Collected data
•••••

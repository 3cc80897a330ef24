use crate::call::{CallError, CallOptions};
use nsg_preflight_api::{Cluster, ControlApi, NodePool};
use nsg_preflight_core::{
    topology::{Fact, TopologyFact},
    ClusterNetworkTopology, IpNet, PodNetworking, Role, SecurityGroupContext,
};
use std::{future::Future, sync::Arc};
use tracing::{debug, info, instrument};

/// Caller-supplied facts that take precedence over discovered ones.
#[derive(Clone, Debug, Default, PartialEq, Eq)]
pub struct TopologyHints {
    pub cluster_id: String,

    /// Security groups the new node will carry. When empty, the node pool's groups are used.
    pub worker_nsgs: Vec<String>,

    /// Pod security groups the new node will attach with native pod networking. When empty and
    /// no worker groups are supplied, the node pool's pod groups are used.
    pub pod_nsgs: Vec<String>,

    /// The new node's subnet. When unset, the node pool's first placement subnet is used.
    pub worker_subnet: Option<String>,

    /// The node pool, by id or name, the new node joins. When unset, the first pool is used.
    pub node_pool: Option<String>,

    pub services_network: Option<String>,
}

/// Resolves a cluster's network topology from the control API.
///
/// Lookup failures leave the affected fact unresolved and are recorded as gaps; discovery only
/// stops early when a call is cancelled or times out, returning what was resolved so far.
#[derive(Clone)]
pub struct Discovery {
    api: Arc<dyn ControlApi>,
    options: CallOptions,
}

type Lookup<T> = Result<anyhow::Result<T>, CallError>;

// === impl Discovery ===

impl Discovery {
    pub fn new(api: Arc<dyn ControlApi>, options: CallOptions) -> Self {
        Self { api, options }
    }

    #[instrument(skip(self, hints), fields(cluster = %hints.cluster_id))]
    pub async fn discover(&self, hints: &TopologyHints) -> ClusterNetworkTopology {
        let mut topology = ClusterNetworkTopology::new(&hints.cluster_id);
        topology.services_network = hints.services_network.clone();

        match self.discover_into(&mut topology, hints).await {
            Ok(()) => topology.record_unresolved("not discovered"),
            Err(error) => {
                tracing::warn!(%error, "Discovery interrupted");
                topology.record_unresolved(&format!("discovery interrupted: {}", error));
            }
        }

        info!(
            control_plane = topology.control_plane.len(),
            workers = topology.workers.len(),
            pod_networking = %topology.pod_networking,
            gaps = topology.gaps.len(),
            "Discovered topology"
        );
        topology
    }

    async fn discover_into(
        &self,
        topology: &mut ClusterNetworkTopology,
        hints: &TopologyHints,
    ) -> Result<(), CallError> {
        match self.lookup(self.api.get_cluster(&hints.cluster_id)).await? {
            Ok(cluster) => self.discover_control_plane(topology, &cluster).await?,
            Err(error) => topology.record_gap(TopologyFact::Cluster, error),
        }

        let pools = match self
            .lookup(self.api.list_node_pools(&hints.cluster_id))
            .await?
        {
            Ok(pools) => pools,
            Err(error) => {
                topology.record_gap(TopologyFact::NodePools, error);
                vec![]
            }
        };

        let pool = match &hints.node_pool {
            Some(selector) => {
                let pool = pools.iter().find(|pool| {
                    pool.id == *selector || pool.name.as_deref() == Some(selector.as_str())
                });
                if pool.is_none() {
                    topology.record_gap(
                        TopologyFact::NodePools,
                        format!("node pool {} not found", selector),
                    );
                }
                pool
            }
            None => pools.first(),
        };
        if let Some(pool) = pool {
            debug!(pool = %pool.display_name(), "Selected node pool");
        }

        self.discover_workers(topology, hints, pool).await?;

        if topology.pod_networking == PodNetworking::Native {
            discover_pods(topology, &pools);
        }
        topology.node_pod_security_groups = if !hints.pod_nsgs.is_empty() {
            hints.pod_nsgs.clone()
        } else if hints.worker_nsgs.is_empty()
            && topology.pod_networking == PodNetworking::Native
        {
            pool.and_then(NodePool::pod_network)
                .map(|pod| pod.pod_nsg_ids.clone())
                .unwrap_or_default()
        } else {
            vec![]
        };

        Ok(())
    }

    async fn discover_control_plane(
        &self,
        topology: &mut ClusterNetworkTopology,
        cluster: &Cluster,
    ) -> Result<(), CallError> {
        let config = cluster.endpoint_config.clone().unwrap_or_default();

        topology.control_plane = self.resolve_groups(&config.nsg_ids, Role::ControlPlane).await?;
        if topology.control_plane.is_empty() {
            topology.record_gap(
                TopologyFact::ControlPlaneSecurityGroups,
                "the cluster endpoint has no security groups",
            );
        }

        topology.endpoint = cluster.private_endpoint_addr();
        if topology.endpoint.is_none() {
            topology.record_gap(TopologyFact::Endpoint, "the cluster has no private endpoint");
        }

        let cidr = match &config.subnet_id {
            Some(subnet) => self.subnet_cidr(subnet).await?,
            None => Err("the cluster endpoint has no subnet".to_string()),
        };
        topology.control_plane_cidr = match (cidr, topology.endpoint) {
            (Ok(net), _) => Fact::Known(net),
            (Err(reason), Some(endpoint)) => {
                topology.record_gap(
                    TopologyFact::ControlPlaneCidr,
                    format!("{}; using the endpoint address {}", reason, endpoint),
                );
                Fact::Degraded(IpNet::from(endpoint))
            }
            (Err(reason), None) => {
                topology.record_gap(TopologyFact::ControlPlaneCidr, reason);
                Fact::Missing
            }
        };

        match cluster.cni_type() {
            Some(cni_type) => {
                topology.pod_networking = PodNetworking::from_cni_type(cni_type);
                if topology.pod_networking == PodNetworking::Unknown {
                    topology.record_gap(
                        TopologyFact::PodNetworking,
                        format!("unrecognized CNI type {}", cni_type),
                    );
                }
            }
            None => topology.record_gap(
                TopologyFact::PodNetworking,
                "the cluster has no pod network options",
            ),
        }

        Ok(())
    }

    async fn discover_workers(
        &self,
        topology: &mut ClusterNetworkTopology,
        hints: &TopologyHints,
        pool: Option<&NodePool>,
    ) -> Result<(), CallError> {
        let nsgs = if hints.worker_nsgs.is_empty() {
            pool.map(|pool| pool.node_nsg_ids().to_vec())
                .unwrap_or_default()
        } else {
            hints.worker_nsgs.clone()
        };
        topology.workers = self.resolve_groups(&nsgs, Role::Worker).await?;
        if topology.workers.is_empty() {
            topology.record_gap(
                TopologyFact::WorkerSecurityGroups,
                "no worker security groups were supplied or found on a node pool",
            );
        }

        let subnet = hints
            .worker_subnet
            .clone()
            .or_else(|| pool.and_then(|pool| pool.subnet_ids().next().map(str::to_string)));
        topology.worker_cidr = match subnet {
            Some(subnet) => match self.subnet_cidr(&subnet).await? {
                Ok(net) => Fact::Known(net),
                Err(reason) => {
                    topology.record_gap(TopologyFact::WorkerCidr, reason);
                    Fact::Missing
                }
            },
            None => {
                topology.record_gap(
                    TopologyFact::WorkerCidr,
                    "no worker subnet was supplied or found on a node pool",
                );
                Fact::Missing
            }
        };

        Ok(())
    }

    /// Resolves display names for each group. A failed lookup keeps the id as the display name.
    async fn resolve_groups(
        &self,
        ids: &[String],
        role: Role,
    ) -> Result<Vec<SecurityGroupContext>, CallError> {
        let mut groups = Vec::with_capacity(ids.len());
        for id in ids {
            if groups.iter().any(|g: &SecurityGroupContext| g.id == *id) {
                continue;
            }
            let display_name = match self
                .lookup(self.api.get_network_security_group(id))
                .await?
            {
                Ok(nsg) => nsg.display_name().to_string(),
                Err(error) => {
                    debug!(nsg = %id, %error, "Security group lookup failed");
                    id.clone()
                }
            };
            groups.push(SecurityGroupContext {
                id: id.clone(),
                display_name,
                role,
            });
        }
        Ok(groups)
    }

    async fn subnet_cidr(&self, subnet: &str) -> Result<Result<IpNet, String>, CallError> {
        let cidr = match self.lookup(self.api.get_subnet(subnet)).await? {
            Ok(subnet) => subnet.cidr().map_err(|error| error.to_string()),
            Err(error) => Err(format!("subnet {} lookup failed: {}", subnet, error)),
        };
        Ok(cidr)
    }

    /// Separates API failures, which leave a fact unresolved, from interrupted calls, which stop
    /// discovery.
    async fn lookup<T>(&self, call: impl Future<Output = anyhow::Result<T>>) -> Lookup<T> {
        match self.options.call(call).await {
            Ok(value) => Ok(Ok(value)),
            Err(CallError::Api(error)) => Ok(Err(error)),
            Err(error) => Err(error),
        }
    }
}

fn discover_pods(topology: &mut ClusterNetworkTopology, pools: &[NodePool]) {
    for pod in pools.iter().filter_map(NodePool::pod_network) {
        for nsg in &pod.pod_nsg_ids {
            if !topology.pod_security_groups.contains(nsg) {
                topology.pod_security_groups.push(nsg.clone());
            }
        }
        for subnet in &pod.pod_subnet_ids {
            if !topology.pod_subnets.contains(subnet) {
                topology.pod_subnets.push(subnet.clone());
            }
        }
    }
    if topology.pod_security_groups.is_empty() {
        topology.record_gap(
            TopologyFact::PodSecurityGroups,
            "no node pool has pod security groups",
        );
    }
}
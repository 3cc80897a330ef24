use std::{future::Future, time::Duration};

/// Bounds every control API call with a deadline and an optional cancellation token.
#[derive(Clone, Debug)]
pub struct CallOptions {
    pub timeout: Duration,
    pub cancel: Option<drain::Watch>,
}

#[derive(Debug, thiserror::Error)]
pub enum CallError {
    #[error("cancelled")]
    Cancelled,

    #[error("timed out after {0:?}")]
    Timeout(Duration),

    #[error(transparent)]
    Api(#[from] anyhow::Error),
}

// === impl CallOptions ===

impl CallOptions {
    pub const DEFAULT_TIMEOUT: Duration = Duration::from_secs(30);

    pub fn new(timeout: Duration) -> Self {
        Self {
            timeout,
            cancel: None,
        }
    }

    pub fn with_cancel(mut self, cancel: drain::Watch) -> Self {
        self.cancel = Some(cancel);
        self
    }

    /// Drives `call` to completion unless it outlives the deadline or the token is signaled first.
    pub async fn call<T, F>(&self, call: F) -> Result<T, CallError>
    where
        F: Future<Output = anyhow::Result<T>>,
    {
        let call = tokio::time::timeout(self.timeout, call);
        let res = match &self.cancel {
            None => call.await,
            Some(cancel) => tokio::select! {
                biased;
                _ = cancel.clone().signaled() => return Err(CallError::Cancelled),
                res = call => res,
            },
        };
        match res {
            Ok(res) => res.map_err(CallError::Api),
            Err(_) => Err(CallError::Timeout(self.timeout)),
        }
    }
}

impl Default for CallOptions {
    fn default() -> Self {
        Self::new(Self::DEFAULT_TIMEOUT)
    }
}

// === impl CallError ===

impl CallError {
    /// True if the call did not complete, as opposed to being rejected by the API.
    pub fn is_interrupted(&self) -> bool {
        matches!(self, Self::Cancelled | Self::Timeout(_))
    }
}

•••••

§ **What this task involves**:
What you return should be the lines from the start of the data through the line with "gaps; discovery only", quoted exactly and nothing more.

§ **Your response**:
repository 3cc80897a330ef24
use crate::call::{CallError, CallOptions};
use nsg_preflight_api::{Cluster, ControlApi, NodePool};
use nsg_preflight_core::{
    topology::{Fact, TopologyFact},
    ClusterNetworkTopology, IpNet, PodNetworking, Role, SecurityGroupContext,
};
use std::{future::Future, sync::Arc};
use tracing::{debug, info, instrument};

/// Caller-supplied facts that take precedence over discovered ones.
#[derive(Clone, Debug, Default, PartialEq, Eq)]
pub struct TopologyHints {
    pub cluster_id: String,

    /// Security groups the new node will carry. When empty, the node pool's groups are used.
    pub worker_nsgs: Vec<String>,

    /// Pod security groups the new node will attach with native pod networking. When empty and
    /// no worker groups are supplied, the node pool's pod groups are used.
    pub pod_nsgs: Vec<String>,

    /// The new node's subnet. When unset, the node pool's first placement subnet is used.
    pub worker_subnet: Option<String>,

    /// The node pool, by id or name, the new node joins. When unset, the first pool is used.
    pub node_pool: Option<String>,

    pub services_network: Option<String>,
}

/// Resolves a cluster's network topology from the control API.
///
/// Lookup failures leave the affected fact unresolved and are recorded as gaps; discovery only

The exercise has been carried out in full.